Devil is in the Edges: Learning Semantic Boundaries from Noisy Annotations
David Acuna1,2,3 Amlan Kar2,3 Sanja Fidler1,2,3
1NVIDIA 2University of Toronto 3Vector Institute
{davidj, amlan}@cs.toronto.edu, [email protected]
Abstract
We tackle the problem of semantic boundary prediction, which aims to identify pixels that belong to object(class) boundaries. We notice that relevant datasets consist of a significant level of label noise, reflecting the fact that precise annotations are laborious to get and thus annotators trade-off quality with efficiency. We aim to learn sharp and precise semantic boundaries by explicitly reasoning about annotation noise during training. We propose a simple new layer and loss that can be used with existing learning-based boundary detectors. Our layer/loss enforces the detector to predict a maximum response along the normal direction at an edge, while also regularizing its direction.

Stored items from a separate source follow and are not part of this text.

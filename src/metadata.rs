//! Package metadata baked in by `build.rs` from Cargo.toml.

include!(concat!(env!("OUT_DIR"), "/pkg_info.rs"));
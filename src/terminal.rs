//! Terminal command dispatcher
//!
//! The drop-down terminal's command table, separated from any rendering.
//! Input is trimmed and lowercased, then matched against a fixed set of
//! commands; everything else falls through to "command not found".

/// What the host terminal should do with a command's result.
#[derive(Clone, Debug, PartialEq, Eq)]
pub enum CommandOutput {
    /// Print these lines.
    Text(Vec<String>),
    /// Wipe the scrollback.
    ClearScreen,
}

fn lines(raw: &[&str]) -> CommandOutput {
    CommandOutput::Text(raw.iter().map(|l| (*l).to_string()).collect())
}

/// The welcome screen printed when the terminal opens.
pub fn banner() -> Vec<String> {
    [
        "╔═══════════════════════════════════════════════════════╗",
        "║         DIGITAL RONIN TERMINAL v1.0                   ║",
        "║         \"The way of the warrior is found in code\"     ║",
        "╚═══════════════════════════════════════════════════════╝",
        "",
        "Type \"help\" for available commands.",
        "",
    ]
    .iter()
    .map(|l| (*l).to_string())
    .collect()
}

/// Run one command line against the fixed table.
pub fn execute(input: &str) -> CommandOutput {
    let command = input.trim().to_lowercase();

    match command.as_str() {
        "help" => lines(&[
            "Available commands:",
            "",
            "  whoami          - Display information about the ronin",
            "  contact         - Show contact information",
            "  clear           - Clear the terminal",
            "  sudo rm -rf /   - Try at your own risk...",
            "  help            - Show this help message",
            "",
        ]),

        "whoami" => lines(&[
            "",
            "┌─────────────────────────────────────────────┐",
            "│  THE DIGITAL RONIN                          │",
            "├─────────────────────────────────────────────┤",
            "│  Role:        Security Researcher           │",
            "│  Path:        The Way of the Samurai        │",
            "│  Philosophy:  \"Do not seek to follow in     │",
            "│               the footsteps of the wise.    │",
            "│               Seek what they sought.\"       │",
            "│                                             │",
            "│  Mission:     Master the blade of code,     │",
            "│               guard the digital realm       │",
            "└─────────────────────────────────────────────┘",
            "",
        ]),

        "contact" => lines(&[
            "",
            "CONTACT INFORMATION",
            "══════════════════════════════════════",
            "",
            "  Email:    ronin@example.com",
            "  GitHub:   github.com/digital-ronin",
            "  LinkedIn: linkedin.com/in/digital-ronin",
            "",
            "══════════════════════════════════════",
            "",
        ]),

        "clear" => CommandOutput::ClearScreen,

        "sudo rm -rf /" | "sudo rm -rf" => lines(&[
            "",
            "⚠  CRITICAL ERROR ⚠",
            "",
            "rm: cannot remove '/': Permission denied",
            "rm: cannot remove '/bin': Permission denied",
            "rm: cannot remove '/boot': Permission denied",
            "rm: cannot remove '/dev': Permission denied",
            "",
            "┌────────────────────────────────────────┐",
            "│  YOU HAVE NO POWER HERE, MORTAL!       │",
            "│                                        │",
            "│  The Digital Ronin protects this realm │",
            "└────────────────────────────────────────┘",
            "",
            "[SYSTEM INTEGRITY PROTECTED]",
            "",
        ]),

        "" => CommandOutput::Text(Vec::new()),

        _ => CommandOutput::Text(vec![
            format!("bash: {}: command not found", input.trim()),
            "Type \"help\" for available commands.".to_string(),
            String::new(),
        ]),
    }
}
//! Domain data store
//!
//! `RoninStore` owns the aggregate document and exposes one CRUD set per
//! entity list plus the two progress counters and the admin flag. Every
//! mutation updates the in-memory document and writes the whole document
//! through to storage.

use chrono::{NaiveDate, Utc};
use ulid::Ulid;

use crate::storage::{Persisted, Storage};
use crate::types::{
    Habit, LibraryItem, LibraryKind, LibraryStatus, Project, Quest, QuestCategory, RoninData,
};

/// Storage key for the aggregate document.
pub const DATA_STORE_KEY: &str = "dataStore";

/// Outcome of an update against an entity list. A missing id is a normal
/// outcome, not an error: the store deliberately no-ops rather than raising,
/// matching how the dashboard always behaved.
#[derive(Clone, Copy, Debug, PartialEq, Eq)]
#[must_use]
pub enum UpdateResult {
    Updated,
    NotFound,
}

impl UpdateResult {
    pub fn is_updated(self) -> bool {
        matches!(self, UpdateResult::Updated)
    }
}

/// Fields for a new project; the store assigns the id.
#[derive(Clone, Debug, Default)]
pub struct NewProject {
    pub title: String,
    pub description: String,
    pub tech: Vec<String>,
    pub github: Option<String>,
    pub live: Option<String>,
    pub image_url: Option<String>,
}

/// Partial update of a project. `None` leaves the field alone.
#[derive(Clone, Debug, Default)]
pub struct ProjectPatch {
    pub title: Option<String>,
    pub description: Option<String>,
    pub tech: Option<Vec<String>>,
    pub github: Option<Option<String>>,
    pub live: Option<Option<String>>,
    pub image_url: Option<Option<String>>,
}

#[derive(Clone, Debug)]
pub struct NewQuest {
    pub title: String,
    pub description: String,
    pub completed: bool,
    pub category: QuestCategory,
}

#[derive(Clone, Debug, Default)]
pub struct QuestPatch {
    pub title: Option<String>,
    pub description: Option<String>,
    pub completed: Option<bool>,
    pub category: Option<QuestCategory>,
}

#[derive(Clone, Debug)]
pub struct NewLibraryItem {
    pub title: String,
    pub kind: LibraryKind,
    pub status: LibraryStatus,
    pub cover_url: Option<String>,
}

#[derive(Clone, Debug, Default)]
pub struct LibraryItemPatch {
    pub title: Option<String>,
    pub status: Option<LibraryStatus>,
    pub cover_url: Option<Option<String>>,
}

pub struct RoninStore {
    slot: Persisted<RoninData>,
}

impl RoninStore {
    /// Load the aggregate document from `backend`, starting from the
    /// default document when nothing usable is stored.
    pub fn new(backend: Box<dyn Storage>) -> Self {
        Self {
            slot: Persisted::new(backend, DATA_STORE_KEY, RoninData::default()),
        }
    }

    fn fresh_id() -> String {
        Ulid::new().to_string()
    }

    pub fn data(&self) -> &RoninData {
        self.slot.get()
    }

    pub fn projects(&self) -> &[Project] {
        &self.slot.get().projects
    }

    pub fn quests(&self) -> &[Quest] {
        &self.slot.get().quests
    }

    pub fn habits(&self) -> &[Habit] {
        &self.slot.get().habits
    }

    pub fn library_items(&self) -> &[LibraryItem] {
        &self.slot.get().library_items
    }

    pub fn one_piece_episode(&self) -> u32 {
        self.slot.get().one_piece_episode
    }

    pub fn one_piece_chapter(&self) -> u32 {
        self.slot.get().one_piece_chapter
    }

    pub fn is_admin(&self) -> bool {
        self.slot.get().is_admin
    }

    pub fn toggle_admin(&mut self) {
        self.slot.update(|d| d.is_admin = !d.is_admin);
    }

    // Projects

    pub fn add_project(&mut self, new: NewProject) -> Project {
        let project = Project {
            id: Self::fresh_id(),
            title: new.title,
            description: new.description,
            tech: new.tech,
            github: new.github,
            live: new.live,
            image_url: new.image_url,
        };
        self.slot.update(|d| d.projects.push(project.clone()));
        project
    }

    pub fn update_project(&mut self, id: &str, patch: ProjectPatch) -> UpdateResult {
        let Some(index) = self.slot.get().projects.iter().position(|p| p.id == id) else {
            return UpdateResult::NotFound;
        };
        self.slot.update(|d| {
            let p = &mut d.projects[index];
            if let Some(title) = patch.title {
                p.title = title;
            }
            if let Some(description) = patch.description {
                p.description = description;
            }
            if let Some(tech) = patch.tech {
                p.tech = tech;
            }
            if let Some(github) = patch.github {
                p.github = github;
            }
            if let Some(live) = patch.live {
                p.live = live;
            }
            if let Some(image_url) = patch.image_url {
                p.image_url = image_url;
            }
        });
        UpdateResult::Updated
    }

    pub fn delete_project(&mut self, id: &str) -> bool {
        let mut removed = false;
        self.slot.update(|d| {
            let before = d.projects.len();
            d.projects.retain(|p| p.id != id);
            removed = d.projects.len() != before;
        });
        removed
    }

    // Quests

    pub fn add_quest(&mut self, new: NewQuest) -> Quest {
        let quest = Quest {
            id: Self::fresh_id(),
            title: new.title,
            description: new.description,
            completed: new.completed,
            category: new.category,
            created_at: Utc::now().to_rfc3339(),
        };
        self.slot.update(|d| d.quests.push(quest.clone()));
        quest
    }

    pub fn update_quest(&mut self, id: &str, patch: QuestPatch) -> UpdateResult {
        let Some(index) = self.slot.get().quests.iter().position(|q| q.id == id) else {
            return UpdateResult::NotFound;
        };
        self.slot.update(|d| {
            let q = &mut d.quests[index];
            if let Some(title) = patch.title {
                q.title = title;
            }
            if let Some(description) = patch.description {
                q.description = description;
            }
            if let Some(completed) = patch.completed {
                q.completed = completed;
            }
            if let Some(category) = patch.category {
                q.category = category;
            }
        });
        UpdateResult::Updated
    }

    pub fn toggle_quest_complete(&mut self, id: &str) -> UpdateResult {
        let Some(index) = self.slot.get().quests.iter().position(|q| q.id == id) else {
            return UpdateResult::NotFound;
        };
        self.slot.update(|d| {
            let q = &mut d.quests[index];
            q.completed = !q.completed;
        });
        UpdateResult::Updated
    }

    pub fn delete_quest(&mut self, id: &str) -> bool {
        let mut removed = false;
        self.slot.update(|d| {
            let before = d.quests.len();
            d.quests.retain(|q| q.id != id);
            removed = d.quests.len() != before;
        });
        removed
    }

    // Habits

    pub fn add_habit(&mut self, name: impl Into<String>) -> Habit {
        let habit = Habit {
            id: Self::fresh_id(),
            name: name.into(),
            completed_days: Vec::new(),
        };
        self.slot.update(|d| d.habits.push(habit.clone()));
        habit
    }

    /// Toggle `date` in the habit's completed set: present comes out,
    /// absent goes in. Applying it twice restores the original set.
    pub fn toggle_habit_day(&mut self, habit_id: &str, date: NaiveDate) -> UpdateResult {
        let Some(index) = self.slot.get().habits.iter().position(|h| h.id == habit_id) else {
            return UpdateResult::NotFound;
        };
        self.slot.update(|d| {
            let days = &mut d.habits[index].completed_days;
            if let Some(pos) = days.iter().position(|&day| day == date) {
                days.remove(pos);
            } else {
                days.push(date);
            }
        });
        UpdateResult::Updated
    }

    pub fn delete_habit(&mut self, id: &str) -> bool {
        let mut removed = false;
        self.slot.update(|d| {
            let before = d.habits.len();
            d.habits.retain(|h| h.id != id);
            removed = d.habits.len() != before;
        });
        removed
    }

    // Library

    pub fn add_library_item(&mut self, new: NewLibraryItem) -> LibraryItem {
        let item = LibraryItem {
            id: Self::fresh_id(),
            title: new.title,
            kind: new.kind,
            status: new.status,
            cover_url: new.cover_url,
        };
        self.slot.update(|d| d.library_items.push(item.clone()));
        item
    }

    pub fn update_library_item(&mut self, id: &str, patch: LibraryItemPatch) -> UpdateResult {
        let Some(index) = self.slot.get().library_items.iter().position(|i| i.id == id) else {
            return UpdateResult::NotFound;
        };
        self.slot.update(|d| {
            let item = &mut d.library_items[index];
            if let Some(title) = patch.title {
                item.title = title;
            }
            if let Some(status) = patch.status {
                item.status = status;
            }
            if let Some(cover_url) = patch.cover_url {
                item.cover_url = cover_url;
            }
        });
        UpdateResult::Updated
    }

    pub fn delete_library_item(&mut self, id: &str) -> bool {
        let mut removed = false;
        self.slot.update(|d| {
            let before = d.library_items.len();
            d.library_items.retain(|i| i.id != id);
            removed = d.library_items.len() != before;
        });
        removed
    }

    // Progress counters. Direct sets; u32 keeps them non-negative.

    pub fn set_one_piece_episode(&mut self, episode: u32) {
        self.slot.update(|d| d.one_piece_episode = episode);
    }

    pub fn set_one_piece_chapter(&mut self, chapter: u32) {
        self.slot.update(|d| d.one_piece_chapter = chapter);
    }
}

We further reason about true object boundaries during training using a level set formulation, which allows the network to learn from misaligned labels in an end-to-end fashion. Experiments show that we improve over the CASENet [36] backbone network by more than 4% in terms of MF(ODS) and 18.61% in terms of AP, outperforming all current state-of-the-art methods including those that deal with alignment. Furthermore, we show that our learned network can be used to significantly improve coarse segmentation labels, lending itself as an efficient way to label new data.
Project Page: https://nv-tlabs.github.io/STEAL/
1 Introduction
Image boundaries are an important cue for recognition [26, 14, 2]. Humans can recognize objects from sketches alone, even in cases where a significant portion of the boundary is missing [5, 19]. Boundaries have also been shown to be useful for 3D reconstruction [23, 21, 38], localization [35, 31], and image generation [18, 32].
In the task of semantic boundary detection, the goal is to move away from low-level image edges to identifying image pixels that belong to object (class) boundaries. It can be seen as a dual task to image segmentation which identifies object regions. Intuitively, predicting semantic boundaries is an easier learning task since they are mostly rooted in identifiable higher-frequency image locations, while region pixels may often be homogenous in color, leading to ambiguities for recognition. On the other hand, the performance metrics are harder: while getting the coarse regions right may lead to artificially high Jaccard index [20], boundary-related metrics focus their evaluation tightly along the object edges. Getting these correct is very important for tasks such as object instance segmentation, robot manipulation and grasping, or image editing.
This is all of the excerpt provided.